Because sysName is randomly assembled and can repeat across the fleet,
duplicate names are disambiguated deterministically: ordered by ascending
management IP, the first device keeps the bare label and each subsequent
collider gets an IP-derived suffix (e.g. edge-swh-01-0-9). Every forward name
and every PTR target is therefore unique.
Zones and boundaries
nl6 is authoritative for one forward zone (-dns-domain, default
nl6.local) and a configured set of reverse zones (-dns-reverse-zone,
default 42.10.in-addr.arpa, matching the default flat 10.42.0.0/16
management plane).

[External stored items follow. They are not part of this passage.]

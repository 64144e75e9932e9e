//! SQL dialect builders
//!
//! Every statement the importers run is produced here as plain text. A
//! [`SqlDialect`] implementation supplies identifier quoting, capability flags
//! and a handful of syntax hooks; the shared statement shapes (dedup window,
//! insert-select, update-from, delete-exists) are provided methods built on
//! top of those hooks. Nothing in this module touches a connection.

mod bigquery;
mod duckdb;
mod exasol;
mod snowflake;
mod synapse;
mod teradata;

pub use bigquery::BigqueryDialect;
pub use duckdb::DuckdbDialect;
pub use exasol::ExasolDialect;
pub use snowflake::SnowflakeDialect;
pub use synapse::SynapseDialect;
pub use teradata::TeradataDialect;

use crate::datatype::TypeDefinition;
use crate::import::{ImportError, ImportOptions, ImportResult, IncrementalStrategy};
use crate::models::{ColumnDefinition, DialectKind, TIMESTAMP_COLUMN, TableDefinition};
use crate::source::FileSource;

/// Alias of the row-number column used by the dedup window
pub const ROW_NUMBER_COLUMN: &str = "_row_number_";

/// How a table appears in a statement: its `FROM` item and the prefix used
/// to qualify its columns
#[derive(Debug, Clone, PartialEq, Eq)]
pub struct TableRef {
    pub from: String,
    pub reference: String,
}

/// Get the dialect builder for a dialect
pub fn dialect_for(kind: DialectKind) -> Box<dyn SqlDialect> {
    match kind {
        DialectKind::Snowflake => Box::new(SnowflakeDialect),
        DialectKind::Synapse => Box::new(SynapseDialect),
        DialectKind::Exasol => Box::new(ExasolDialect),
        DialectKind::Teradata => Box::new(TeradataDialect),
        DialectKind::Bigquery => Box::new(BigqueryDialect),
        DialectKind::Duckdb => Box::new(DuckdbDialect),
    }
}

/// Split file URLs into their longest common folder prefix and the file
/// names relative to it
pub(crate) fn split_common_prefix(files: &[String]) -> (String, Vec<String>) {
    let Some(first) = files.first() else {
        return (String::new(), Vec::new());
    };
    let mut prefix_len = first.rfind('/').map(|i| i + 1).unwrap_or(0);
    for file in &files[1..] {
        while prefix_len > 0 && !file.starts_with(&first[..prefix_len]) {
            prefix_len = first[..prefix_len - 1].rfind('/').map(|i| i + 1).unwrap_or(0);
        }
    }
    let prefix = first[..prefix_len].to_string();
    let relative = files.iter().map(|f| f[prefix_len..].to_string()).collect();
    (prefix, relative)
}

A device whose IP falls within no configured reverse zone
still gets its forward A record but no PTR; the omission is counted in the
status endpoint and logged.
A CoreDNS secondary must know its zone list at config time, so the reverse-zone
set is configured, not auto-derived. To address devices across multiple subnets,
list each matching reverse zone on both nl6 (-dns-reverse-zone) and CoreDNS.
Flags
| Flag | Default | Purpose |
|---|---|---|
-dns-enable | false | Enable the DNS service-discovery server. |
-dns-domain | nl6.local | Forward zone apex (<device>.<domain>). |
-dns-listen | :5353 | Bind address (host:port) in the container's default netns. :5353 avoids needing privileged :53. |
-dns-reverse-zone | 42.10.in-addr.arpa | Comma-separated in-addr.arpa reverse zone(s). |
-dns-notify | (empty) | Comma-separated secondary NOTIFY targets (host:port). Empty disables NOTIFY. |
-dns-debounce | 1s | Quiescence window to coalesce a burst of device changes into one zone update + NOTIFY. |
The server binds in the container's default network namespace (like the
:8080 web API), never inside the nl6sim device namespace.
Change propagation
Every device create/delete marks the zones dirty. A debounced worker waits for
-dns-debounce of quiescence, then bumps the SOA serial once and sends a
DNS NOTIFY to each secondary, which responds with an SOA probe and pulls a
full AXFR. A 30,000-device auto-start batch thus produces a single serial bump
and a single transfer, not 30,000. IXFR requests are answered with a full
AXFR.
Serial caveat. The SOA serial is epoch-seeded at start and not persisted. If the process restarts while the system clock is rolled back, a secondary that cached the older-but-numerically-higher serial may treat the new zone as stale (RFC 1982). This is inherent to stateless epoch serials and acceptable for a simulator; restart the secondary if it diverges.
Status
curl -s http://localhost:8080/api/v1/dns/status | jq
{
"subsystem_active": true,
"domain": "nl6.local",
"listen": ":5353",
"zones": [
{ "origin": "nl6.local.", "kind": "forward", "serial": 1782300000 },
{ "origin": "42.10.in-addr.arpa.", "kind": "reverse", "serial": 1782300000 }
],
"secondaries": ["coredns:53"],
"devices_published": 10,
"ptrs_emitted": 10,
"ptrs_omitted": 0,
"names_disambiguated": 0,
"zone_bumps": 1,
"notifies_sent": 2,
"notify_errors": 0
}
subsystem_active=false means -dns-enable was not set. ptrs_omitted
counts device IPs outside every configured reverse zone. zone_bumps is the
number of coalesced change rounds; notifies_sent / notify_errors are the
cumulative NOTIFY tallies (one NOTIFY per zone per secondary per round).
CoreDNS sidecar
A complete docker compose stack lives in
examples/coredns-sidecar/.
The CoreDNS Corefile configures one secondary block per zone:
nl6.local:53 {
secondary {
transfer from nl6:5353
}
log
errors
}
42.10.in-addr.arpa:53 {
secondary {
transfer from nl6:5353
}
log
errors
}
Then, against CoreDNS:
dig @coredns core-rtr-01.nl6.local +short # -> 10.42.0.5
dig @coredns -x 10.42.0.5 +short # -> ip4.mgmt.core-rtr-01.nl6.local.
Scope
Read-only authoritative DNS; nl6 answers only its own zones. Out of scope:
ip6.* reverse records and per-interface IP addressing (one IPv4 per device
today), IXFR incremental transfer, and DNSSEC / TSIG-authenticated transfers
(the sidecar is a trusted co-located peer).